→ **EXERCISE AIM**
Return the following from the records below: each line, word for word, starting with the line that contains "self.in_flight.is_in_flight(payer)" and going on through the line that contains "let mut prepared = self.build(request).await.inspect_err(|e|", with nothing outside that range.
----
// ─────────────────────────────────────────────────────────────────────────────
// 🚀 SEND
// ─────────────────────────────────────────────────────────────────────────────

async fn send(
    config: FileConfig,
    tip: TipArgs,
    wallet_args: WalletArgs,
    database_url: Option<String>,
) -> Result<()> {
    info!("🚀 Starting tip submission");
    debug!(url = %wallet_args.wallet_url, from = %wallet_args.from, "Wallet endpoint");

    let wallet = JsonRpcWallet::new(JsonRpcWalletConfig {
        url: wallet_args.wallet_url,
        from: wallet_args.from,
        chain_id: wallet_args.chain_id,
        poll_interval: Duration::from_secs(wallet_args.poll_secs),
        confirmation_timeout: Duration::from_secs(wallet_args.timeout_secs),
    })
    .context("Failed to create wallet client")?;
    let executor = select_executor(Arc::new(wallet)).await;

    let (store, db): (Arc<dyn TipRecordStore>, Option<Database>) = match database_url {
        Some(url) => {
            debug!(database_url = %mask_password(&url), "Database endpoint");
            let db = Database::connect(&DatabaseConfig::for_cli(&url))
                .await
                .context("Failed to connect to database")?;
            info!("🗄️  Database ready");
            (Arc::new(PgTipRecordStore::new(&db)), Some(db))
        }
        None => {
            warn!("⚠️  DATABASE_URL not set, tip records are kept in memory only");
            (Arc::new(MemoryTipRecordStore::new()), None)
        }
    };

    let notifier = Arc::new(BroadcastNotifier::new(16));
    let mut events = notifier.subscribe();

    let service = build_service(&config, &tip.prices, executor, notifier, store)?;
    let request = tip_request(&service, &tip)?;

    // Interrupting mid-submission would lose track of calls already sent
    let submission = service.send(request);
    tokio::pin!(submission);
    let receipt = loop {
        tokio::select! {
            result = &mut submission => break result.context("Tip rejected")?,
            Ok(()) = signal::ctrl_c() => {
                warn!("⚠️  Submission in progress, waiting for the wallet to finish");
            }
        }
    };

    while let Ok(event) = events.try_recv() {
        info!(
            recipients = event.recipients.len(),
            currency = %event.currency_id,
            usd = %event.usd_amount,
            "📣 Tip announced"
        );
    }

    println!("{}", serde_json::to_string_pretty(&receipt)?);

    if let Some(db) = db {
        db.close().await;
    }

    let outcome = &receipt.reconciliation;
    if !outcome.payment_may_have_gone_through() {
        bail!("{}", outcome.summary());
    }
    if !outcome.uncovered.is_empty() || outcome.unconfirmed.is_some() {
        warn!("⚠️  {}", outcome.summary());
    } else {
        info!("✅ {}", outcome.summary());
    }
    Ok(())
}

// ─────────────────────────────────────────────────────────────────────────────
// 🗄️ DATABASE COMMANDS
// ─────────────────────────────────────────────────────────────────────────────

async fn migrate(database_url: &str) -> Result<()> {
    debug!(database_url = %mask_password(database_url), "Database endpoint");
    info!("🗄️  Connecting to database...");
    let db = Database::connect(&DatabaseConfig::for_cli(database_url))
        .await
        .context("Failed to connect to database")?;

    db.migrate().await.context("Failed to run migrations")?;
    db.close().await;

    info!("✅ Migrations applied");
    Ok(())
}

async fn history(database_url: &str, payer: PayerId, limit: u32) -> Result<()> {
    debug!(database_url = %mask_password(database_url), "Database endpoint");
    let db = Database::connect(&DatabaseConfig::for_cli(database_url))
        .await
        .context("Failed to connect to database")?;

    let records = PgTipRecordStore::new(&db)
        .list_tips_for_payer(&payer, limit)
        .await
        .context("Failed to load tip history")?;
    db.close().await;

    info!(payer = %payer, count = records.len(), "📜 Tip history loaded");
    println!("{}", serde_json::to_string_pretty(&records)?);
    Ok(())
}

// ─────────────────────────────────────────────────────────────────────────────
// Helpers
// ─────────────────────────────────────────────────────────────────────────────

/// Wallet used for dry runs. Reports no capabilities and submits nothing.
struct OfflineWallet;

#[async_trait::async_trait]
impl WalletTransport for OfflineWallet {
    async fn capabilities(&self) -> WalletResult<WalletCapabilities> {
        Ok(WalletCapabilities::default())
    }
}

/// Load and override the config file. Validation happens in `TipService::new`.
fn load_config(path: &Path, max_batch_size: Option<usize>) -> Result<FileConfig> {
    let raw = std::fs::read_to_string(path)
        .with_context(|| format!("Failed to read config file {}", path.display()))?;
    let mut config = parse_config(&raw)
        .with_context(|| format!("Invalid config file {}", path.display()))?;
    if let Some(size) = max_batch_size {
        config.engine.max_batch_size = size;
    }
    Ok(config)
}

fn parse_config(raw: &str) -> Result<FileConfig> {
    Ok(serde_json::from_str(raw)?)
}

fn build_service(
    config: &FileConfig,
    price_overrides: &[(String, Decimal)],
    executor: Arc<dyn TransactionExecutor>,
    notifier: Arc<dyn TipNotifier>,
    store: Arc<dyn TipRecordStore>,
) -> Result<TipService> {
    let prices: StaticPriceSource = config
        .prices
        .iter()
        .map(|(id, price)| (id.clone(), *price))
        .chain(price_overrides.iter().cloned())
        .collect();
    let roster: StaticRoster = config
        .roster
        .iter()
        .map(|(role, holders)| (RoleTag(role.clone()), holders.clone()))
        .collect();

    TipService::new(
        &config.engine,
        Arc::new(prices),
        Arc::new(roster),
        executor,
        notifier,
        store,
    )
    .context("Invalid engine configuration")
}

fn tip_request(service: &TipService, tip: &TipArgs) -> Result<TipRequest> {
    let usd = parse_usd_amount(&tip.usd).context("Invalid --usd")?;
    let request = service.request(
        PayerId(tip.payer.clone()),
        recipient_selector(tip),
        usd,
        &tip.currency,
    )?;
    Ok(request)
}

fn recipient_selector(tip: &TipArgs) -> RecipientSelector {
    if tip.roles.is_empty() {
        RecipientSelector::Addresses(tip.addresses.clone())
    } else {
        RecipientSelector::Roles(tip.roles.iter().map(|r| RoleTag(r.clone())).collect())
    }
}

/// Initialize tracing subscriber.
fn init_tracing(level: &str, json: bool) {
    let filter = EnvFilter::try_from_default_env().unwrap_or_else(|_| EnvFilter::new(level));

    // Logs go to stderr so stdout stays machine readable
    if json {
        fmt()
            .with_env_filter(filter)
            .with_writer(std::io::stderr)
            .json()
            .init();
    } else {
        fmt()
            .with_env_filter(filter)
            .with_writer(std::io::stderr)
            .with_target(false)
            .with_thread_ids(false)
            .with_file(false)
            .with_line_number(false)
            .init();
    }
}

/// Mask password in database URL for logging.
fn mask_password(url_str: &str) -> String {
    match url::Url::parse(url_str) {
        Ok(mut url) => {
            if url.password().is_some() {
                let _ = url.set_password(Some("****"));
            }
            url.to_string()
        }
        Err(_) => url_str.to_string(),
    }
}
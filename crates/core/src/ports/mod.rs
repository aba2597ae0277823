mod notifier;
mod price;
mod roster;
mod store;
mod wallet;

pub use notifier::*;
pub use price::*;
pub use roster::*;
pub use store::*;
pub use wallet::*;
//! Tip orchestration.
//!
//! # Flow
//!
//! ```text
//! request -> prepare -> [in-flight guard] -> submit -> reconcile
//!            (resolve, quote, split, batch, plan)
//! ```
//!
//! Everything up to the plan is pure and fails fast with a
//! [`DomainError`]. Once a plan is handed to the executor the outcome is
//! always reported, never turned into an error.

use std::sync::Arc;

use alloy_primitives::U256;
use rust_decimal::Decimal;
use serde::Serialize;
use tracing::{debug, info, instrument, warn};

use crate::config::EngineConfig;
use crate::engine::{
    BatchSize, ContractAddresses, build_call_plan, compute_on_chain_amount,
    compute_per_recipient_share, split_into_batches,
};
use crate::error::{DomainError, DomainResult, TipError, TipResult};
use crate::executor::{InFlightRegistry, SubmissionState, TransactionExecutor};
use crate::metrics::{SubmissionTimer, record_tip_outcome, record_tip_rejected, record_tip_submitted};
use crate::models::{
    Batch, CallPlan, CallStatus, Currency, Distribution, ExecutionResult, PayerId,
    RecipientSelector, ResolvedRecipients, TipRequest, ensure_positive_usd,
};
use crate::ports::{PriceSource, RosterResolver, TipNotifier, TipRecordStore};

use super::reconciliation::{ReconciliationHandler, ReconciliationOutcome};

/// A validated tip with its call plan, ready for submission.
#[derive(Debug, Clone, Serialize)]
pub struct PreparedTip {
    pub request: TipRequest,
    /// Recipients as resolved at preparation time.
    pub recipients: ResolvedRecipients,
    /// USD quote used, if the currency needed one.
    pub price: Option<Decimal>,
    pub distribution: Distribution,
    pub batches: Vec<Batch>,
    pub plan: CallPlan,
    pub state: SubmissionState,
}

/// Everything that happened to one submitted tip.
#[derive(Debug, Clone, Serialize)]
pub struct TipReceipt {
    pub prepared: PreparedTip,
    pub execution: ExecutionResult,
    pub reconciliation: ReconciliationOutcome,
}

impl TipReceipt {
    /// Smallest units that actually left the payer's wallet.
    pub fn amount_sent(&self) -> U256 {
        self.reconciliation
            .record
            .as_ref()
            .map(|r| r.amount)
            .unwrap_or(U256::ZERO)
    }
}

/// Orchestrates tip preparation, submission and reconciliation.
pub struct TipService {
    currencies: Vec<Currency>,
    batch_size: BatchSize,
    contracts: ContractAddresses,
    prices: Arc<dyn PriceSource>,
    roster: Arc<dyn RosterResolver>,
    executor: Arc<dyn TransactionExecutor>,
    reconciler: ReconciliationHandler,
    in_flight: InFlightRegistry,
}

impl TipService {
    /// Create a service from validated configuration and adapters.
    ///
    /// Fails when the configuration does not validate.
    pub fn new(
        config: &EngineConfig,
        prices: Arc<dyn PriceSource>,
        roster: Arc<dyn RosterResolver>,
        executor: Arc<dyn TransactionExecutor>,
        notifier: Arc<dyn TipNotifier>,
        store: Arc<dyn TipRecordStore>,
    ) -> TipResult<Self> {
        let batch_size = config.validate()?;
        info!(
            batch_size = batch_size.get(),
            currencies = config.currencies.len(),
            strategy = executor.strategy().as_str(),
            "Tip service ready"
        );
        Ok(Self {
            currencies: config.currencies.clone(),
            batch_size,
            contracts: config.contracts(),
            prices,
            roster,
            executor,
            reconciler: ReconciliationHandler::new(notifier, store),
            in_flight: InFlightRegistry::new(),
        })
    }

    /// Build a request against a configured currency.
    pub fn request(
        &self,
        payer: PayerId,
        recipients: RecipientSelector,
        usd_amount: Decimal,
        currency_id: &str,
    ) -> TipResult<TipRequest> {
        let currency = self
            .currencies
            .iter()
            .find(|c| c.id == currency_id)
            .cloned()
            .ok_or_else(|| DomainError::UnknownCurrency(currency_id.to_string()))?;
        Ok(TipRequest {
            payer,
            recipients,
            usd_amount,
            currency,
        })
    }

    /// Whether `payer` currently has a submission running.
    pub fn is_in_flight(&self, payer: &PayerId) -> bool {
        self.in_flight.is_in_flight(payer)
    }

    /// Validate a request and build its call plan without submitting.
    ///
    /// Roles are resolved here, once, against the live roster.
    #[instrument(skip_all, fields(payer = %request.payer, currency = %request.currency.id))]
    pub async fn prepare(&self, request: TipRequest) -> TipResult<PreparedTip> {
        let mut prepared = self.build(request).await.inspect_err(|e| {
            debug!(error = %e, "Tip request rejected");
            record_tip_rejected(rejection_reason(e));
        })?;
        prepared.state = prepared.state.transition(SubmissionState::Built)?;
        Ok(prepared)
    }

    async fn build(&self, request: TipRequest) -> DomainResult<PreparedTip> {
        let recipients = self.resolve_recipients(&request.recipients).await?;
        ensure_positive_usd(request.usd_amount)?;

        let currency = &request.currency;
        let price = if currency.requires_quote() {
            let quote = self.prices.usd_price(&currency.id).await;
            if quote.is_none() {
                warn!("⚠️  No USD quote available");
            }
            quote
        } else {
            None
        };

        let total = compute_on_chain_amount(request.usd_amount, currency, price)?;
        let distribution = compute_per_recipient_share(total, recipients.count());
        if distribution.share.is_zero() {
            return Err(DomainError::InvalidAmount(format!(
                "${} is too small to split across {} recipient(s)",
                request.usd_amount, distribution.recipient_count
            )));
        }

        let batches = split_into_batches(recipients.as_slice(), self.batch_size, distribution.share);
        let plan = build_call_plan(currency, &batches, &self.contracts);

        debug!(
            recipients = distribution.recipient_count,
            share = %distribution.share,
            remainder = %distribution.remainder,
            batches = batches.len(),
            calls = plan.len(),
            "Call plan built"
        );

        Ok(PreparedTip {
            request,
            recipients,
            price,
            distribution,
            batches,
            plan,
            state: SubmissionState::Idle,
        })
    }

    async fn resolve_recipients(
        &self,
        selector: &RecipientSelector,
    ) -> DomainResult<ResolvedRecipients> {
        match selector {
            RecipientSelector::Addresses(raw) => ResolvedRecipients::from_raw(raw),
            RecipientSelector::Roles(roles) => {
                let mut raw = Vec::new();
                for role in roles {
                    let holders = self.roster.resolve_role(role).await;
                    debug!(role = %role, holders = holders.len(), "Role resolved");
                    raw.extend(holders);
                }
                ResolvedRecipients::from_raw(raw)
            }
        }
    }

    /// Prepare, submit and reconcile a tip.
    ///
    /// Rejects with `SubmissionInFlight` if the payer already has a tip
    /// being submitted. Post-submission failures are reported in the
    /// receipt, not as errors.
    #[instrument(skip_all, fields(payer = %request.payer, usd = %request.usd_amount))]
    pub async fn send(&self, request: TipRequest) -> TipResult<TipReceipt> {
        // Reject before any roster or price lookup; try_acquire below closes the race.
        if self.in_flight.is_in_flight(&request.payer) {
            record_tip_rejected("in_flight");
            return Err(TipError::SubmissionInFlight(request.payer.to_string()));
        }
        let mut prepared = self.prepare(request).await?;

        let guard = self
            .in_flight
            .try_acquire(&prepared.request.payer)
            .inspect_err(|_| record_tip_rejected("in_flight"))?;
        prepared.state = prepared.state.transition(SubmissionState::Submitting)?;

        let strategy = self.executor.strategy();
        record_tip_submitted(strategy);
        info!(
            strategy = strategy.as_str(),
            calls = prepared.plan.len(),
            "🚀 Submitting tip"
        );

        let execution = {
            let _timer = SubmissionTimer::new();
            self.executor.submit(&prepared.plan).await
        };
        drop(guard);

        let statuses: Vec<CallStatus> = execution.outcomes.iter().map(|o| o.status).collect();
        record_tip_outcome(execution.status, &statuses);
        prepared.state = prepared.state.transition(execution.status.into())?;

        let reconciliation = self.reconciler.reconcile(&prepared, &execution).await;
        info!(status = execution.status.as_str(), "{}", reconciliation.summary());

        Ok(TipReceipt {
            prepared,
            execution,
            reconciliation,
        })
    }
}

fn rejection_reason(err: &DomainError) -> &'static str {
    match err {
        DomainError::InvalidAmount(_) => "invalid_amount",
        DomainError::NoRecipients => "no_recipients",
        DomainError::PriceUnavailable(_) => "price_unavailable",
        DomainError::UnknownCurrency(_) => "unknown_currency",
    }
}
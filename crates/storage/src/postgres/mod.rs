//! PostgreSQL storage adapter.
//!
//! This module implements the `TipRecordStore` port defined in `tipjar-core`
//! using PostgreSQL as the backing store.
//!
//! # Architecture
//!
//! - [`Database`] - Connection pool and migrations
//! - [`PgTipRecordStore`] - Tip records and their paid recipients
//!
//! # Usage
//!
//! ```ignore
//! let config = DatabaseConfig::for_cli(&database_url);
//! let db = Database::connect(&config).await?;
//! db.migrate().await?;
//!
//! let store = PgTipRecordStore::new(&db);
//! ```

mod database;
mod helpers;
mod tip_repo;

pub use database::{Database, DatabaseConfig};
pub use tip_repo::PgTipRecordStore;
//! Tip record repository implementation for PostgreSQL.

use std::collections::HashMap;

use async_trait::async_trait;
use sqlx::PgPool;
use tracing::{debug, instrument};

use tipjar_core::error::{StorageError, StorageResult};
use tipjar_core::models::{PayerId, TipRecord};
use tipjar_core::ports::TipRecordStore;

use super::database::Database;
use super::helpers::{bytes_to_address, bytes_to_tx_hash, text_to_decimal, text_to_u256};

/// PostgreSQL implementation of TipRecordStore.
pub struct PgTipRecordStore {
    pool: PgPool,
}

impl PgTipRecordStore {
    pub fn new(db: &Database) -> Self {
        Self {
            pool: db.pool().clone(),
        }
    }

    /// Most recent tips sent by `payer`, newest first.
    #[instrument(skip(self, payer), fields(payer = %payer))]
    pub async fn list_tips_for_payer(
        &self,
        payer: &PayerId,
        limit: u32,
    ) -> StorageResult<Vec<TipRecord>> {
        let rows = sqlx::query_as::<_, TipRow>(
            r#"
            SELECT id, payer, currency_id, usd_amount::TEXT, amount::TEXT,
                   amount_per_recipient::TEXT, tx_hashes, created_at
            FROM tip_records
            WHERE payer = $1
            ORDER BY created_at DESC, id DESC
            LIMIT $2
            "#,
        )
        .bind(&payer.0)
        .bind(i64::from(limit))
        .fetch_all(&self.pool)
        .await
        .map_err(|e| StorageError::QueryError(e.to_string()))?;

        if rows.is_empty() {
            return Ok(Vec::new());
        }

        let ids: Vec<i64> = rows.iter().map(|r| r.id).collect();
        let recipient_rows = sqlx::query_as::<_, RecipientRow>(
            r#"
            SELECT tip_id, address
            FROM tip_recipients
            WHERE tip_id = ANY($1)
            ORDER BY tip_id, position
            "#,
        )
        .bind(&ids)
        .fetch_all(&self.pool)
        .await
        .map_err(|e| StorageError::QueryError(e.to_string()))?;

        let mut recipients: HashMap<i64, Vec<Vec<u8>>> = HashMap::new();
        for row in recipient_rows {
            recipients.entry(row.tip_id).or_default().push(row.address);
        }

        debug!(count = rows.len(), "Loaded tip records");

        rows.into_iter()
            .map(|row| {
                let addresses = recipients.remove(&row.id).unwrap_or_default();
                row.into_record(addresses)
            })
            .collect()
    }
}

#[async_trait]
impl TipRecordStore for PgTipRecordStore {
    #[instrument(skip_all, fields(payer = %record.payer, recipients = record.recipients.len()))]
    async fn save_tip_record(&self, record: &TipRecord) -> StorageResult<()> {
        let mut tx = self
            .pool
            .begin()
            .await
            .map_err(|e| StorageError::TransactionError(e.to_string()))?;

        let tx_hashes: Vec<Vec<u8>> = record.tx_hashes.iter().map(|h| h.to_vec()).collect();

        let (tip_id,): (i64,) = sqlx::query_as(
            r#"
            INSERT INTO tip_records (
                payer, currency_id, usd_amount, amount, amount_per_recipient,
                tx_hashes, created_at
            )
            VALUES ($1, $2, $3::NUMERIC, $4::NUMERIC, $5::NUMERIC, $6, $7)
            RETURNING id
            "#,
        )
        .bind(&record.payer.0)
        .bind(&record.currency_id)
        .bind(record.usd_amount.to_string())
        .bind(record.amount.to_string())
        .bind(record.amount_per_recipient.to_string())
        .bind(&tx_hashes)
        .bind(record.created_at)
        .fetch_one(&mut *tx)
        .await
        .map_err(|e| StorageError::QueryError(e.to_string()))?;

        for (position, address) in record.recipients.iter().enumerate() {
            sqlx::query(
                r#"
                INSERT INTO tip_recipients (tip_id, position, address)
                VALUES ($1, $2, $3)
                "#,
            )
            .bind(tip_id)
            .bind(position as i32)
            .bind(address.as_slice())
            .execute(&mut *tx)
            .await
            .map_err(|e| StorageError::QueryError(e.to_string()))?;
        }

        tx.commit()
            .await
            .map_err(|e| StorageError::TransactionError(e.to_string()))?;

        debug!(tip_id, "Tip record saved");
        Ok(())
    }
}

#[derive(sqlx::FromRow)]
struct TipRow {
    id: i64,
    payer: String,
    currency_id: String,
    usd_amount: String,
    amount: String,
    amount_per_recipient: String,
    tx_hashes: Vec<Vec<u8>>,
    created_at: chrono::DateTime<chrono::Utc>,
}

impl TipRow {
    fn into_record(self, addresses: Vec<Vec<u8>>) -> StorageResult<TipRecord> {
        let recipients = addresses
            .into_iter()
            .map(|a| bytes_to_address(a, "tip.recipient"))
            .collect::<StorageResult<Vec<_>>>()?;
        let tx_hashes = self
            .tx_hashes
            .into_iter()
            .map(|h| bytes_to_tx_hash(h, "tip.tx_hash"))
            .collect::<StorageResult<Vec<_>>>()?;

        Ok(TipRecord {
            payer: PayerId(self.payer),
            recipients,
            usd_amount: text_to_decimal(&self.usd_amount, "tip.usd_amount")?,
            currency_id: self.currency_id,
            amount: text_to_u256(&self.amount, "tip.amount")?,
            amount_per_recipient: text_to_u256(
                &self.amount_per_recipient,
                "tip.amount_per_recipient",
            )?,
            tx_hashes,
            created_at: self.created_at,
        })
    }
}

#[derive(sqlx::FromRow)]
struct RecipientRow {
    tip_id: i64,
    address: Vec<u8>,
}

#[cfg(test)]
mod tests {
    use super::*;
    use alloy_primitives::{Address, B256, U256};
    use rust_decimal_macros::dec;

    fn row() -> TipRow {
        TipRow {
            id: 7,
            payer: "alice".into(),
            currency_id: "usdc".into(),
            usd_amount: "2.00".into(),
            amount: "2000000".into(),
            amount_per_recipient: "1000000".into(),
            tx_hashes: vec![B256::repeat_byte(1).to_vec()],
            created_at: chrono::Utc::now(),
        }
    }

    #[test]
    fn test_row_into_record() {
        let addresses = vec![
            Address::repeat_byte(1).to_vec(),
            Address::repeat_byte(2).to_vec(),
        ];
        let record = row().into_record(addresses).unwrap();
        assert_eq!(record.payer, PayerId::from("alice"));
        assert_eq!(record.usd_amount, dec!(2.00));
        assert_eq!(record.amount, U256::from(2_000_000u64));
        assert_eq!(
            record.recipients,
            vec![Address::repeat_byte(1), Address::repeat_byte(2)]
        );
        assert_eq!(record.tx_hashes, vec![B256::repeat_byte(1)]);
    }

    // Critical: a corrupt column surfaces as an error, never a default
    #[test]
    fn test_row_with_corrupt_amount_fails() {
        let mut bad = row();
        bad.amount = "not-a-number".into();
        let err = bad.into_record(Vec::new()).unwrap_err();
        assert!(err.to_string().contains("tip.amount"));
    }
}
----
→ **ANSWER SECTION**
        self.in_flight.is_in_flight(payer)
    }

    /// Validate a request and build its call plan without submitting.
    ///
    /// Roles are resolved here, once, against the live roster.
    #[instrument(skip_all, fields(payer = %request.payer, currency = %request.currency.id))]
    pub async fn prepare(&self, request: TipRequest) -> TipResult<PreparedTip> {
        let mut prepared = self.build(request).await.inspect_err(|e| {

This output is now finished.